### [Saved data entries]
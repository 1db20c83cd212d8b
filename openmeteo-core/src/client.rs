use std::{fmt, future::Future, sync::Arc, time::Duration};

use reqwest::{
    StatusCode, Url,
    header::{ACCEPT, HeaderMap, HeaderValue},
};
use tracing::{debug, instrument, warn};

use crate::{
    ClientConfig, Coordinate, CurrentWeather, Measurement, WeatherError,
    model::ErrorBody,
    transport::{HttpTransport, TransportRequest, TransportResponse},
};

const FORECAST_PATH: [&str; 2] = ["v1", "forecast"];

/// Client for the Open-Meteo `/v1/forecast` endpoint, current conditions only.
///
/// Cheap to clone; clones share the same transport.
#[derive(Clone)]
pub struct WeatherClient {
    endpoint: Url,
    api_key: Option<String>,
    transport: Arc<dyn HttpTransport>,
}

impl fmt::Debug for WeatherClient {
    fn fmt(&self, f: &mut fmt::Formatter<'_>) -> fmt::Result {
        f.debug_struct("WeatherClient")
            .field("endpoint", &self.endpoint.as_str())
            .field("api_key", &self.api_key.as_ref().map(|_| "<redacted>"))
            .field("transport", &self.transport)
            .finish()
    }
}

impl WeatherClient {
    /// Validates `config` and builds a client. Performs no network I/O.
    pub fn new(config: ClientConfig) -> Result<Self, WeatherError> {
        let endpoint = forecast_endpoint(&config.base_url)?;
        let api_key = config.effective_api_key().map(str::to_owned);
        let transport = config
            .transport
            .ok_or_else(|| WeatherError::Config("missing HTTP client".to_string()))?;

        Ok(Self {
            endpoint,
            api_key,
            transport,
        })
    }

    pub fn with_defaults() -> Result<Self, WeatherError> {
        Self::new(ClientConfig::default())
    }

    /// `<base>/v1/forecast`, without a query.
    pub fn endpoint(&self) -> &Url {
        &self.endpoint
    }

    /// Fetches current conditions for `coordinate`.
    pub async fn current(&self, coordinate: Coordinate) -> Result<CurrentWeather, WeatherError> {
        self.current_until(coordinate, std::future::pending()).await
    }

    /// Like [`current`](Self::current), but gives up with
    /// [`WeatherError::Cancelled`] once `timeout` has elapsed.
    pub async fn current_with_timeout(
        &self,
        coordinate: Coordinate,
        timeout: Duration,
    ) -> Result<CurrentWeather, WeatherError> {
        self.current_until(coordinate, tokio::time::sleep(timeout)).await
    }

    /// Fetches current conditions unless `cancel` completes first.
    ///
    /// On cancellation the in-flight request is dropped, which closes its
    /// connection, and [`WeatherError::Cancelled`] is returned.
    #[instrument(
        skip(self, cancel),
        fields(lat = %coordinate.latitude, lon = %coordinate.longitude)
    )]
    pub async fn current_until<F>(
        &self,
        coordinate: Coordinate,
        cancel: F,
    ) -> Result<CurrentWeather, WeatherError>
    where
        F: Future<Output = ()> + Send,
    {
        coordinate.validate()?;

        let request = self.build_request(&coordinate);
        debug!(endpoint = %self.endpoint, "Fetching current weather");

        tokio::select! {
            biased;

            () = cancel => {
                warn!("Current weather request cancelled");
                Err(WeatherError::Cancelled)
            }
            result = self.execute(request) => result,
        }
    }

    fn build_request(&self, coordinate: &Coordinate) -> TransportRequest {
        let mut url = self.endpoint.clone();
        {
            let mut query = url.query_pairs_mut();
            // f64's Display is the shortest round-trip form and never uses an exponent.
            query
                .append_pair("latitude", &coordinate.latitude.to_string())
                .append_pair("longitude", &coordinate.longitude.to_string());
            for measurement in Measurement::ALL {
                query.append_pair("current", measurement.as_str());
            }
            query
                .append_pair("timeformat", "unixtime")
                .append_pair("temperature_unit", "celsius")
                .append_pair("wind_speed_unit", "kmh")
                .append_pair("precipitation_unit", "mm");
            if let Some(key) = &self.api_key {
                query.append_pair("apikey", key);
            }
        }

        let mut headers = HeaderMap::new();
        headers.insert(ACCEPT, HeaderValue::from_static("application/json"));

        TransportRequest { url, headers }
    }

    async fn execute(&self, request: TransportRequest) -> Result<CurrentWeather, WeatherError> {
        let TransportResponse { status, mut body } = self.transport.get(request).await?;
        let bytes = body.read_to_end().await?;
        drop(body);

        debug!(status = %status, len = bytes.len(), "Received response");
        decode_response(status, &bytes)
    }
}

fn forecast_endpoint(base_url: &str) -> Result<Url, WeatherError> {
    let invalid = || WeatherError::Config(format!("invalid base URL '{base_url}'"));

    let mut url = Url::parse(base_url).map_err(|_| invalid())?;
    if url.scheme().is_empty() || url.host_str().is_none_or(str::is_empty) {
        return Err(invalid());
    }

    url.path_segments_mut()
        .map_err(|()| invalid())?
        .pop_if_empty()
        .extend(FORECAST_PATH);
    url.set_query(None);
    url.set_fragment(None);

    Ok(url)
}

fn decode_response(status: StatusCode, body: &[u8]) -> Result<CurrentWeather, WeatherError> {
    if status == StatusCode::OK {
        return Ok(serde_json::from_slice(body)?);
    }

    warn!(status = %status, "Open-Meteo returned an error status");
    let unexpected = || WeatherError::Api(format!("unexpected status {}", status.as_u16()));

    match serde_json::from_slice::<ErrorBody>(body) {
        Ok(ErrorBody {
            error: true,
            reason,
        }) if !reason.is_empty() => Err(WeatherError::Api(reason)),
        Ok(_) => Err(unexpected()),
        // Valid JSON of the wrong shape is a decode failure; a body that is not
        // JSON at all (empty, HTML, plain text) only tells us the status.
        Err(err) if err.is_data() => Err(WeatherError::Decode(err)),
        Err(_) => Err(unexpected()),
    }
}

### [Task objective]
From the data above, work out how many lines hold "StatusCode". Answer with the number alone.

### [Written response]
3